Expectation is high in the retail market that, on the leasing side, a tenants’ market is likely to gradually emerge over the next 12 to 18 months, and as uncertainty in the economy, fuelled by tight regulations and currency issues, continues to pose challenges to the market, incentives offered by landlords will increase.
“Landlords are likely to go further than allowing tenants longer payment periods for security and fit-out deposits to offering even longer rent free periods”, says Opuda Sekibo, a researcher at Broll Property Services Limited, explaining that “the adoption of this practice is informed by the need to attract retailers from the limited tenant pool to existing and upcoming malls and in light of the significant increase in supply across the market”.
Broll, a subsidiary of Broll Property Group South Africa (Pty) Ltd, is Africa ́s leading commercial property services group, founded in 1974 and now with offices throughout South Africa and a growing number of African countries including Nigeria, Ghana, Kenya, Malawi, Mauritius and Namibia.
In its Q4, 2015 report on the retail market made available exclusively to BusinessDay, Sekibo says that given the immense pressure facing the currency, any correction of the official interbank rate to better reflect the going market exchange rate will cause upward pressure on effective rents, explaining that “this is due to the practice of pegging rents, quoted in dollars but payable in naira, at the prevailing interbank rate”.
He hopes that, going forward, the push back against asking rents will continue as retailers consider the heightened possibility of a further devaluation of the naira.
In the last 12-18 months, many retail mall projects were started and it is anticipated that over the next 12 to 24 months, 183,500 square metres of retail space will be completed.
Sekibo estimates that 66 percent of these mall completions will be delivered to core markets including Lagos which will be receiving 79,000 square metres and Abuja which is to get 43,000 square metres. “The other expected retail space will be delivered to locations including Ogun, Cross River, Niger, Delta, Imo and Anambra”, he says.
Femi Akintunde, MD/CEO, Alpha Mead Facilities Management and Services, had in an interview with BusinessDay, noted that there was a glut in commercial real estate, including retail, at the moment because demand was weak.
“There will be less development activities in this space in 2016 except those that have been started and a number of them are retarding in progress.

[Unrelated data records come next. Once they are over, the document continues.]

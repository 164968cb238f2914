use crate::output::print_json;
use anyhow::Context;
use bizos_core::{ProgressEvent, StoreWatcher};
use std::path::Path;
use tokio::sync::broadcast::error::RecvError;

/// Print the recommended phase now and again after every change, whether it
/// came from this process or another one sharing the store.
pub fn run(root: &Path, json: bool) -> anyhow::Result<()> {
    let rt = tokio::runtime::Runtime::new().context("failed to start runtime")?;
    rt.block_on(watch(root, json))
}

async fn watch(root: &Path, json: bool) -> anyhow::Result<()> {
    let ws = super::open(root)?;
    let mut rx = ws.tracker.notifier().subscribe();

    let interval = ws.config.watch.poll_interval();
    let watcher = StoreWatcher::new(ws.store.clone(), ws.tracker.notifier().clone());
    tokio::spawn(watcher.run(interval));
    tracing::info!(store = %ws.store.path().display(), ?interval, "watching for progress changes");

    report(&ws, None, json)?;
    loop {
        tokio::select! {
            msg = rx.recv() => match msg {
                Ok(event) => report(&ws, Some(&event), json)?,
                Err(RecvError::Lagged(n)) => {
                    tracing::debug!(skipped = n, "watch lagged, re-reading");
                    report(&ws, None, json)?;
                }
                Err(RecvError::Closed) => break,
            },
            _ = tokio::signal::ctrl_c() => break,
        }
    }
    Ok(())
}

fn report(ws: &super::Workspace, event: Option<&ProgressEvent>, json: bool) -> anyhow::Result<()> {
    let state = ws.tracker.read_phase_progress();
    let recommended = state.recommended_phase();

    if json {
        return print_json(&serde_json::json!({
            "event": event,
            "recommended": recommended,
            "completed": state.completed_count(),
            "fully_complete": state.is_fully_complete(),
        }));
    }

    let source = match event {
        None => "current",
        Some(ProgressEvent::Local) => "local",
        Some(ProgressEvent::External { .. }) => "external",
    };
    if state.is_fully_complete() {
        println!("[{source}] all phases complete");
    } else {
        println!(
            "[{source}] {}/5 done, next: {recommended} ({})",
            state.completed_count(),
            recommended.title()
        );
    }
    Ok(())
}
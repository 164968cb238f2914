use crate::output::{print_json, print_table};
use anyhow::Context;
use bizos_core::artifact::{self, ArtifactKind};
use bizos_core::legal;
use clap::Subcommand;
use serde_json::Value;
use std::path::{Path, PathBuf};
use std::str::FromStr;

#[derive(Subcommand)]
pub enum ArtifactSubcommand {
    /// Print a phase output
    Show { kind: String },
    /// Record a phase output (completes its phase, except for phase 2)
    Set {
        kind: String,
        /// Inline value (text for business-name, JSON otherwise)
        #[arg(long, conflicts_with = "file")]
        value: Option<String>,
        /// Read the value from a file
        #[arg(long)]
        file: Option<PathBuf>,
    },
    /// Remove a phase output (progress is left alone)
    Clear { kind: String },
    /// List the legal checklist for the founder's location
    Steps,
    /// Tick a legal checklist step; ticking the last one completes phase 2
    Step {
        /// Step number as shown by `steps`
        number: usize,
        /// Untick instead
        #[arg(long)]
        undo: bool,
    },
}

pub fn run(root: &Path, subcmd: ArtifactSubcommand, json: bool) -> anyhow::Result<()> {
    match subcmd {
        ArtifactSubcommand::Show { kind } => show(root, &kind, json),
        ArtifactSubcommand::Set { kind, value, file } => set(root, &kind, value, file, json),
        ArtifactSubcommand::Clear { kind } => clear(root, &kind, json),
        ArtifactSubcommand::Steps => steps(root, json),
        ArtifactSubcommand::Step { number, undo } => step(root, number, !undo, json),
    }
}

fn parse_kind(kind_str: &str) -> anyhow::Result<ArtifactKind> {
    ArtifactKind::from_str(kind_str).with_context(|| format!("unknown artifact: {kind_str}"))
}

fn show(root: &Path, kind_str: &str, json: bool) -> anyhow::Result<()> {
    let kind = parse_kind(kind_str)?;
    let ws = super::open(root)?;
    let value = artifact::load(&*ws.store, kind);

    if json {
        return print_json(&serde_json::json!({
            "kind": kind,
            "phase": kind.phase(),
            "value": value,
        }));
    }

    match value {
        Some(Value::String(text)) => println!("{text}"),
        Some(other) => println!("{}", serde_json::to_string_pretty(&other)?),
        None => println!("No {kind} saved yet."),
    }
    Ok(())
}

fn set(
    root: &Path,
    kind_str: &str,
    value: Option<String>,
    file: Option<PathBuf>,
    json: bool,
) -> anyhow::Result<()> {
    let kind = parse_kind(kind_str)?;
    let raw = match (value, file) {
        (Some(v), _) => v,
        (None, Some(path)) => std::fs::read_to_string(&path)
            .with_context(|| format!("failed to read {}", path.display()))?,
        (None, None) => anyhow::bail!("provide --value or --file"),
    };
    let parsed = if kind.is_text() {
        Value::String(raw)
    } else {
        serde_json::from_str(&raw).with_context(|| format!("{kind} must be valid JSON"))?
    };

    let ws = super::open(root)?;
    let finished = artifact::save_and_complete(&ws.tracker, kind, &parsed)
        .with_context(|| format!("failed to save {kind}"))?;

    if json {
        print_json(&serde_json::json!({
            "kind": kind,
            "phase": kind.phase(),
            "saved": true,
            "completed": finished,
        }))?;
    } else {
        println!("Saved: {kind}");
        if let Some(phase) = finished {
            println!("Completed: {phase}");
        }
    }
    Ok(())
}

fn clear(root: &Path, kind_str: &str, json: bool) -> anyhow::Result<()> {
    let kind = parse_kind(kind_str)?;
    let ws = super::open(root)?;
    artifact::clear(&*ws.store, kind);

    if json {
        print_json(&serde_json::json!({ "kind": kind, "cleared": true }))?;
    } else {
        println!("Cleared: {kind}");
    }
    Ok(())
}

fn steps(root: &Path, json: bool) -> anyhow::Result<()> {
    let ws = super::open(root)?;
    let location = legal::location(&*ws.store, &ws.config.default_location);
    let rows = legal::steps(&*ws.store, &location);
    let progress = legal::progress(&*ws.store, &location);

    if json {
        return print_json(&serde_json::json!({
            "location": location,
            "steps": rows,
            "progress": progress,
            "percent": progress.percent(),
        }));
    }

    if rows.is_empty() {
        println!("No legal checklist yet. Save one with 'bizos artifact set legal-setup'.");
        return Ok(());
    }
    let table = rows
        .iter()
        .map(|r| {
            vec![
                r.number.to_string(),
                if r.done { "x" } else { " " }.to_string(),
                r.step.clone(),
            ]
        })
        .collect();
    print_table(&["#", "DONE", "STEP"], table);
    println!(
        "\n{}/{} completed ({}%) for {location}",
        progress.completed,
        progress.total,
        progress.percent()
    );
    Ok(())
}

fn step(root: &Path, number: usize, done: bool, json: bool) -> anyhow::Result<()> {
    let ws = super::open(root)?;
    let location = legal::location(&*ws.store, &ws.config.default_location);
    let progress = legal::set_step_done(&ws.tracker, &location, number, done)
        .with_context(|| format!("failed to update legal step {number}"))?;

    if json {
        print_json(&serde_json::json!({
            "step": number,
            "done": done,
            "progress": progress,
            "complete": progress.is_complete(),
        }))?;
    } else {
        println!("Step {number}: {}", if done { "done" } else { "not done" });
        println!("{}/{} legal steps completed", progress.completed, progress.total);
        if progress.is_complete() {
            println!("Completed: phase2");
        }
    }
    Ok(())
}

Projects are being suspended because the budgets that they started on that made them viable are no longer sustainable. Promoters of those projects have slowed down”, he said, adding that many new developments may not be seen this year.

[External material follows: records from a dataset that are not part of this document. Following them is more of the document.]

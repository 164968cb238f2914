pub mod artifact;
pub mod config;
pub mod error;
pub mod io;
pub mod legal;
pub mod notify;
pub mod paths;
pub mod progress;
pub mod selection;
pub mod store;
pub mod types;

pub use error::{BizosError, Result};
pub use notify::{Notifier, ProgressEvent, StoreWatcher};
pub use progress::Tracker;
pub use store::{FileStore, MemoryStore, NullStore, Store};
pub use types::{PhaseId, PhaseProgress, PhaseProgressState};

Akintunde whose company is managing the massive Ado Bayero Mall in Kano, recalled that the retail market was turning out to be a good story last year, pointing out that “this year it is going to face real challenge; it was one area of real estate that was well celebrated last year. About $48 billion was invested in retail business last year and it was growing”.
According to him, most of the retail projects that were started before now were experiencing challenges, explaining that the level of patronage was dropping because the middle class that was the key customers have had their earning capacity reduced.